In 1989, the small Sunshine and District Community Hospital at King Edward Avenue was demolished and replaced by the extensive new Sunshine Hospital on Furlong Road in St Albans. In 1996, together with Footscray Hospital and Williamstown Hospital, Sunshine Hospital became part of the Western Health Care Network, which was expanded in 1997 to become the North Western Health Care Network, and then reduced in size in 2000 to become Western Health, with the concurrent creation of Northern Health.

In 2015, a 13-bed intensive care unit was opened at the hospital. A specialist women's and children's hospital, called the Joan Kirner Women's and Children's Hospital, opened on the Sunshine Hospital site in May 2019. It includes maternity and post-natal facilities.

== Facilities ==
The hospital has approximately 600 beds. This includes an emergency department, an intensive care unit, a cardiac care unit, women's and children's facilities, and mental health wards, along with aged care and rehabilitation facilities.

== Performance ==
The Sunshine Hospital emergency department processes more than 200 patients on average daily, with about 60 ambulances and 160 patients otherwise presented.
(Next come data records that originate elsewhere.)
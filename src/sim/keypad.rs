// Copyright (C) 2026  Caprica Software Limited
//
// This program is free software: you can redistribute it and/or modify
// it under the terms of the GNU General Public License as published by
// the Free Software Foundation, either version 3 of the License, or
// (at your option) any later version.
//
// This program is distributed in the hope that it will be useful,
// but WITHOUT ANY WARRANTY; without even the implied warranty of
// MERCHANTABILITY or FITNESS FOR A PARTICULAR PURPOSE.  See the
// GNU General Public License for more details.
//
// You should have received a copy of the GNU General Public License
// along with this program.  If not, see <https://www.gnu.org/licenses/>.

//! Keyboard stand-in for the board's buttons and joystick.
//!
//! Terminals report key presses but not releases, so every press holds the
//! matching input for a short time. Auto-repeat from a held key keeps
//! extending the hold.

use std::collections::HashMap;
use std::time::{Duration, Instant};

use anyhow::Result;
use crossterm::event::{self, Event, KeyCode, KeyEvent, KeyEventKind, KeyModifiers};

const HOLD: Duration = Duration::from_millis(150);

#[derive(Debug, Clone, Copy, PartialEq, Eq, Hash)]
pub(crate) enum SimKey {
    A,
    B,
    Push,
    Up,
    Down,
    Left,
    Right,
}

impl SimKey {
    fn from_code(code: KeyCode) -> Option<Self> {
        match code {
            KeyCode::Char('a') | KeyCode::Char('z') | KeyCode::Enter => Some(SimKey::A),
            KeyCode::Char('b') | KeyCode::Char('x') | KeyCode::Backspace => Some(SimKey::B),
            KeyCode::Char(' ') => Some(SimKey::Push),
            KeyCode::Up | KeyCode::Char('k') => Some(SimKey::Up),
            KeyCode::Down | KeyCode::Char('j') => Some(SimKey::Down),
            KeyCode::Left | KeyCode::Char('h') => Some(SimKey::Left),
            KeyCode::Right | KeyCode::Char('l') => Some(SimKey::Right),
            _ => None,
        }
    }
}

#[derive(Debug, Default)]
pub(crate) struct Keypad {
    held_until: HashMap<SimKey, Instant>,
    quit: bool,
}

impl Keypad {
    /// Drains pending terminal events without blocking.
    ///
    /// # Errors
    ///
    /// Returns an error if the terminal event source cannot be polled or
    /// read.
    pub(crate) fn pump(&mut self) -> Result<()> {
        while event::poll(Duration::ZERO)? {
            if let Event::Key(key) = event::read()? {
                self.handle_key(key, Instant::now());
            }
        }
        Ok(())
    }

    pub(crate) fn handle_key(&mut self, key: KeyEvent, now: Instant) {
        if key.kind == KeyEventKind::Release {
            return;
        }
        match (key.code, key.modifiers) {
            (KeyCode::Char('q'), _) | (KeyCode::Esc, _) => self.quit = true,
            (KeyCode::Char('c'), KeyModifiers::CONTROL) => self.quit = true,
            (code, _) => {
                if let Some(sim_key) = SimKey::from_code(code) {
                    self.held_until.insert(sim_key, now + HOLD);
                }
            }
        }
    }

    pub(crate) fn is_held(&self, key: SimKey, now: Instant) -> bool {
        self.held_until.get(&key).is_some_and(|until| now < *until)
    }

    pub(crate) fn held(&self, now: Instant) -> Vec<SimKey> {
        let mut keys: Vec<SimKey> = self
            .held_until
            .iter()
            .filter(|(_, until)| now < **until)
            .map(|(key, _)| *key)
            .collect();
        keys.sort_by_key(|key| *key as u8);
        keys
    }

    /// Returns true once after a quit key was pressed.
    pub(crate) fn take_quit(&mut self) -> bool {
        std::mem::take(&mut self.quit)
    }
}

#[cfg(test)]
mod tests {
    use super::*;

    fn key(code: KeyCode) -> KeyEvent {
        KeyEvent::new(code, KeyModifiers::NONE)
    }

    #[test]
    fn test_press_holds_for_a_while() {
        let mut keypad = Keypad::default();
        let start = Instant::now();
        keypad.handle_key(key(KeyCode::Char('a')), start);

        assert!(keypad.is_held(SimKey::A, start + Duration::from_millis(100)));
        assert!(!keypad.is_held(SimKey::A, start + Duration::from_millis(200)));
        assert!(!keypad.is_held(SimKey::B, start));
    }

    #[test]
    fn test_arrows_map_to_stick() {
        let mut keypad = Keypad::default();
        let start = Instant::now();
        keypad.handle_key(key(KeyCode::Left), start);
        keypad.handle_key(key(KeyCode::Up), start);
        assert_eq!(keypad.held(start), vec![SimKey::Up, SimKey::Left]);
    }

    #[test]
    fn test_quit_is_reported_once() {
        let mut keypad = Keypad::default();
        keypad.handle_key(key(KeyCode::Char('q')), Instant::now());
        assert!(keypad.take_quit());
        assert!(!keypad.take_quit());
    }
}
As a consequence of this high volume, the hospital has the worst-performing emergency department of the three operated by Western Health, with the lowest rates of patients seen within the recommended four-hour time. The introduction of an intensive care unit in 2015 significantly increased the number of emergency presentations at Sunshine.

In 2014, 5230 babies were born at the hospital, making it the third-busiest maternity hospital in Victoria. This number is expected to rise to 7000 by 2026 in line with high growth in the western suburbs of Melbourne.

In 2016, Sunshine Hospital was ranked the third-best hospital in Melbourne for its efficiency in dealing with severe medical conditions in a report by the Auditor-General of Victoria.